Mevrouw Pouw-Verweij (JA21):
Nog even over het (Ont)Regel de Zorg-gedeelte. Dat klinkt heel positief. Aan de andere
kant hebben we het net gehad over... Een deel van die regels betreft zinloze metingen.
Dat zijn dingen die we meten omdat ze gemeten moeten worden, waardoor we heel veel
datapunten creëren, waar vervolgens niets mee gebeurt. Maar we kunnen zeggen dat we
het gemeten hebben. Dus als iemand erom vraagt, staat het in het systeem. Nu hoor
ik de Minister zeggen: we gaan registreren, kwalitatief en kwantitatief, welke regels
ervaren worden als... Ik zie aan het gezicht van de Minister dat zij voelt waar ik
naartoe wil. Zijn we dan niet weer bezig met meer dingen registreren, datapunten opslaan
en zeggen: dat is heel erg; nou, dan gaan we daar weer een rapportje over schrijven?
Ik wil vooral graag horen wat we gaan doen. Volgens mij zijn er al een hele hoop rapporten
en ideeën over van welke regels we af moeten, maar hoe gaan we dat omzetten naar een
daadwerkelijke reductie van de regels? Als verpleegkundigen straks bij ieder vinkje
moeten markeren of ze het een zinnig vinkje vinden of niet, dan is dat toch weer een
extra vinkje.
Minister Helder:
Nee, de Minister gaat geen nieuwe lijstjes maken met nieuwe vinkjes. Dat is zeker
niet de bedoeling. Tegelijkertijd gaat het heel erg om de bewustwording van de ervaren
regeldruk. Je moet zoeken naar informatie die je terug kunt spiegelen, zodat je kunt
zeggen: zijn we opgeschoten? Die zoektocht doen we nu met het programmateam (Ont)Regel
de Zorg, zonder dat we nieuwe vinkjeslijstjes willen maken. Dat was eigenlijk ook
een antwoord op de eerdere vragen over het generieke doel van 50% reductie.

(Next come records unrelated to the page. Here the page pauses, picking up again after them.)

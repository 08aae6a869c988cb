//! # Configuration
//!
//! TOML-driven settings for all three roles. Parsing happens in two stages:
//! every field of the `*Input` structs is optional, and `resolve()` applies
//! defaults and validates ranges into the concrete pipeline configs.
//!
//! ```toml
//! version = 1
//!
//! [stream]
//! layers = 3
//! temporal_levels = 3
//! intra_period = 16
//! max_packet_size = 1400
//!
//! [sender]
//! strategy = "dynamic-split"
//! command = "wash"
//! condition = "limited-fn"
//! threshold = 4
//! relax_step = 2
//!
//! [receiver]
//! reorder_window = 8
//!
//! [trimmer]
//! bandwidth_bps = 2000000
//! policy = "optimistic"
//! period = 0.25
//! extra = 0.5
//! ```

use serde::Deserialize;

use crate::chunker::ChunkerConfig;
use crate::error::ConfigError;
use crate::layers::{TemporalLayerModel, MAX_LAYERS};
use crate::receiver::ReceiverConfig;
use crate::sender::SenderConfig;
use crate::strategy::{SizeStrategy, MIN_FRAGMENT_SIZE};
use crate::trim::TrimPolicy;
use crate::wire::{packet_overhead, BppFunction, Command, Condition, MAX_SIGNIFICANCE};

pub const CONFIG_VERSION: u32 = 1;

// ─── Input (raw TOML) ────────────────────────────────────────────────────────

#[derive(Debug, Clone, Default, Deserialize)]
#[serde(default)]
pub struct BppConfigInput {
    pub version: u32,
    pub stream: StreamConfigInput,
    pub sender: SenderConfigInput,
    pub receiver: ReceiverConfigInput,
    pub trimmer: TrimmerConfigInput,
}

#[derive(Debug, Clone, Default, Deserialize)]
#[serde(default)]
pub struct StreamConfigInput {
    pub layers: Option<usize>,
    pub temporal_levels: Option<u8>,
    pub intra_period: Option<u32>,
    pub max_packet_size: Option<usize>,
}

#[derive(Debug, Clone, Default, Deserialize)]
#[serde(default)]
pub struct SenderConfigInput {
    pub strategy: Option<SizeStrategy>,
    pub command: Option<Command>,
    pub condition: Option<Condition>,
    pub threshold: Option<u8>,
    pub relax_step: Option<u8>,
}

#[derive(Debug, Clone, Default, Deserialize)]
#[serde(default)]
pub struct ReceiverConfigInput {
    pub reorder_window: Option<usize>,
    pub initial_nal_number: Option<u32>,
}

#[derive(Debug, Clone, Default, Deserialize)]
#[serde(default)]
pub struct TrimmerConfigInput {
    pub bandwidth_bps: Option<u64>,
    pub policy: Option<TrimPolicyName>,
    pub period: Option<f64>,
    pub extra: Option<f64>,
}

/// `[trimmer] policy`; `period` and `extra` sit beside it in the table.
#[derive(Debug, Clone, Copy, PartialEq, Eq, Default, Deserialize)]
#[serde(rename_all = "kebab-case")]
pub enum TrimPolicyName {
    #[default]
    Basic,
    NoTrimBeforePeriod,
    Optimistic,
}

// ─── Resolved ────────────────────────────────────────────────────────────────

#[derive(Debug, Clone, PartialEq)]
pub struct TrimmerConfig {
    /// Target bandwidth in bits per second.
    pub bandwidth_bps: u64,
    pub policy: TrimPolicy,
}

impl Default for TrimmerConfig {
    fn default() -> Self {
        TrimmerConfig {
            bandwidth_bps: 1_048_576,
            policy: TrimPolicy::Basic,
        }
    }
}

#[derive(Debug, Clone)]
pub struct BppConfig {
    pub version: u32,
    pub sender: SenderConfig,
    pub receiver: ReceiverConfig,
    pub trimmer: TrimmerConfig,
}

impl Default for BppConfig {
    fn default() -> Self {
        let sender = SenderConfig::default();
        let receiver = ReceiverConfig {
            layers: sender.chunker.layers,
            temporal: sender.chunker.temporal,
            ..Default::default()
        };
        BppConfig {
            version: CONFIG_VERSION,
            sender,
            receiver,
            trimmer: TrimmerConfig::default(),
        }
    }
}

fn invalid(field: &'static str, reason: impl Into<String>) -> ConfigError {
    ConfigError::Invalid {
        field,
        reason: reason.into(),
    }
}

impl TrimmerConfigInput {
    fn resolve(self) -> Result<TrimmerConfig, ConfigError> {
        let period = self.period.unwrap_or(0.0);
        if !(0.0..=1.0).contains(&period) {
            return Err(invalid("trimmer.period", "must be within 0.0..=1.0"));
        }
        let extra = self.extra.unwrap_or(0.0);
        if !(extra >= 0.0 && extra.is_finite()) {
            return Err(invalid("trimmer.extra", "must be a non-negative number"));
        }

        let policy = match self.policy.unwrap_or_default() {
            TrimPolicyName::Basic => TrimPolicy::Basic,
            TrimPolicyName::NoTrimBeforePeriod => TrimPolicy::NoTrimBeforePeriod { period },
            TrimPolicyName::Optimistic => TrimPolicy::Optimistic { period, extra },
        };

        Ok(TrimmerConfig {
            bandwidth_bps: self
                .bandwidth_bps
                .unwrap_or(TrimmerConfig::default().bandwidth_bps),
            policy,
        })
    }
}

impl BppConfigInput {
    pub fn resolve(self) -> Result<BppConfig, ConfigError> {
        let version = if self.version == 0 {
            CONFIG_VERSION
        } else {
            self.version
        };
        if version != CONFIG_VERSION {
            return Err(ConfigError::UnsupportedVersion(version));
        }

        let defaults = BppConfig::default();

        // [stream]
        let layers = self.stream.layers.unwrap_or(defaults.sender.chunker.layers);
        if !(1..=MAX_LAYERS).contains(&layers) {
            return Err(invalid("stream.layers", format!("must be within 1..={MAX_LAYERS}")));
        }
        let temporal_levels = self
            .stream
            .temporal_levels
            .unwrap_or(defaults.sender.chunker.temporal.temporal_levels());
        if !(1..=5).contains(&temporal_levels) {
            return Err(invalid("stream.temporal_levels", "must be within 1..=5"));
        }
        let intra_period = self
            .stream
            .intra_period
            .unwrap_or(defaults.sender.chunker.temporal.intra_period());
        if intra_period == 0 {
            return Err(invalid("stream.intra_period", "must be at least 1"));
        }
        let max_packet_size = self
            .stream
            .max_packet_size
            .unwrap_or(defaults.sender.chunker.max_packet_size);
        let min_packet = packet_overhead(layers) + MIN_FRAGMENT_SIZE as usize * layers;
        if max_packet_size < min_packet || max_packet_size > u16::MAX as usize {
            return Err(invalid(
                "stream.max_packet_size",
                format!("must be within {min_packet}..={} for {layers} layers", u16::MAX),
            ));
        }
        let temporal = TemporalLayerModel::new(temporal_levels, intra_period);

        // [sender]
        let command = self.sender.command.unwrap_or(defaults.sender.command);
        let condition = self.sender.condition.unwrap_or(defaults.sender.condition);
        let threshold = self.sender.threshold.unwrap_or(defaults.sender.threshold);
        if threshold > MAX_SIGNIFICANCE {
            return Err(invalid("sender.threshold", format!("must be at most {MAX_SIGNIFICANCE}")));
        }
        let function = match self.sender.relax_step {
            Some(step) if step > 0 => BppFunction::RelaxThreshold(step),
            _ => BppFunction::None,
        };

        let sender = SenderConfig {
            chunker: ChunkerConfig {
                layers,
                max_packet_size,
                strategy: self.sender.strategy.unwrap_or_default(),
                temporal,
            },
            command,
            condition,
            threshold,
            function,
        };

        // [receiver]
        let receiver = ReceiverConfig {
            layers,
            temporal,
            reorder_window: self
                .receiver
                .reorder_window
                .unwrap_or(defaults.receiver.reorder_window),
            initial_nal_number: self.receiver.initial_nal_number,
        };

        Ok(BppConfig {
            version,
            sender,
            receiver,
            trimmer: self.trimmer.resolve()?,
        })
    }
}

impl BppConfig {
    pub fn from_toml_str(input: &str) -> Result<Self, ConfigError> {
        if input.trim().is_empty() {
            return Ok(BppConfig::default());
        }
        let parsed: BppConfigInput = toml::from_str(input)?;
        parsed.resolve()
    }
}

Het tweede wat we doen – dat is ook echt iets wat aan de IZA-tafel plaatsvindt – is
het volgende. Alle partijen hebben gezegd: «Ik heb daar wel ideeën over. Ik kom wel
met een lijstje van tien dingen, heel concreet, waarvan ik denk: die kunnen we halen
en daar kunnen we aan werken.» Er is dus echt wel een beweging aan tafel ontstaan
om hier heel concreet invulling aan te geven. De verbinding met het IZA maakt dat
we elkaar aan die tafel tegenkomen, bijvoorbeeld als de ene partij de andere partij
regels oplegt. Het IZA – dat wil ik toch een keertje benadrukken – is niet alleen
het mooie gedrukte akkoord dat we nu hebben. Het IZA is ook een beweging van veertien
partijen, waaronder wij, die elkaar aan tafel tegenkomen, die naar elkaar dingen hebben
uitgesproken en die elkaar scherp zullen houden dat ze leveren aan elkaar. Dat is
ook een goed gesprek.
Mevrouw Pouw-Verweij (JA21):
Ik waardeer absoluut het goede gesprek en de samenwerking die hier plaatsvindt. Dat
is absoluut lovenswaardig. Maar ik zou ook aan de Minister willen vragen hoe we dit
tastbaar en toetsbaar maken. Hoe zorgen we ervoor dat we aan het eind van deze periode
kunnen zeggen: dit is er veranderd? 50% is dan wellicht te hoog gegrepen. Wellicht
willen we dat niet kwantificeren, maar ik denk toch wel dat we heel duidelijk een
doel moeten stellen, zo van: hier gaan we naartoe, binnen die termijn. De partijen
kunnen erop afgerekend worden als ze daar onvoldoende mee gedaan hebben.
Minister Helder:
Ik zou het als volgt willen formuleren: ik kom met een toetsmethode die ook de toets
kan doorstaan van (Ont)Regel de Zorg. Mag ik het zo formuleren? Het gaat erom dat
we wel met elkaar scherp moeten zijn over of die ervaren regeldruk minder is geworden.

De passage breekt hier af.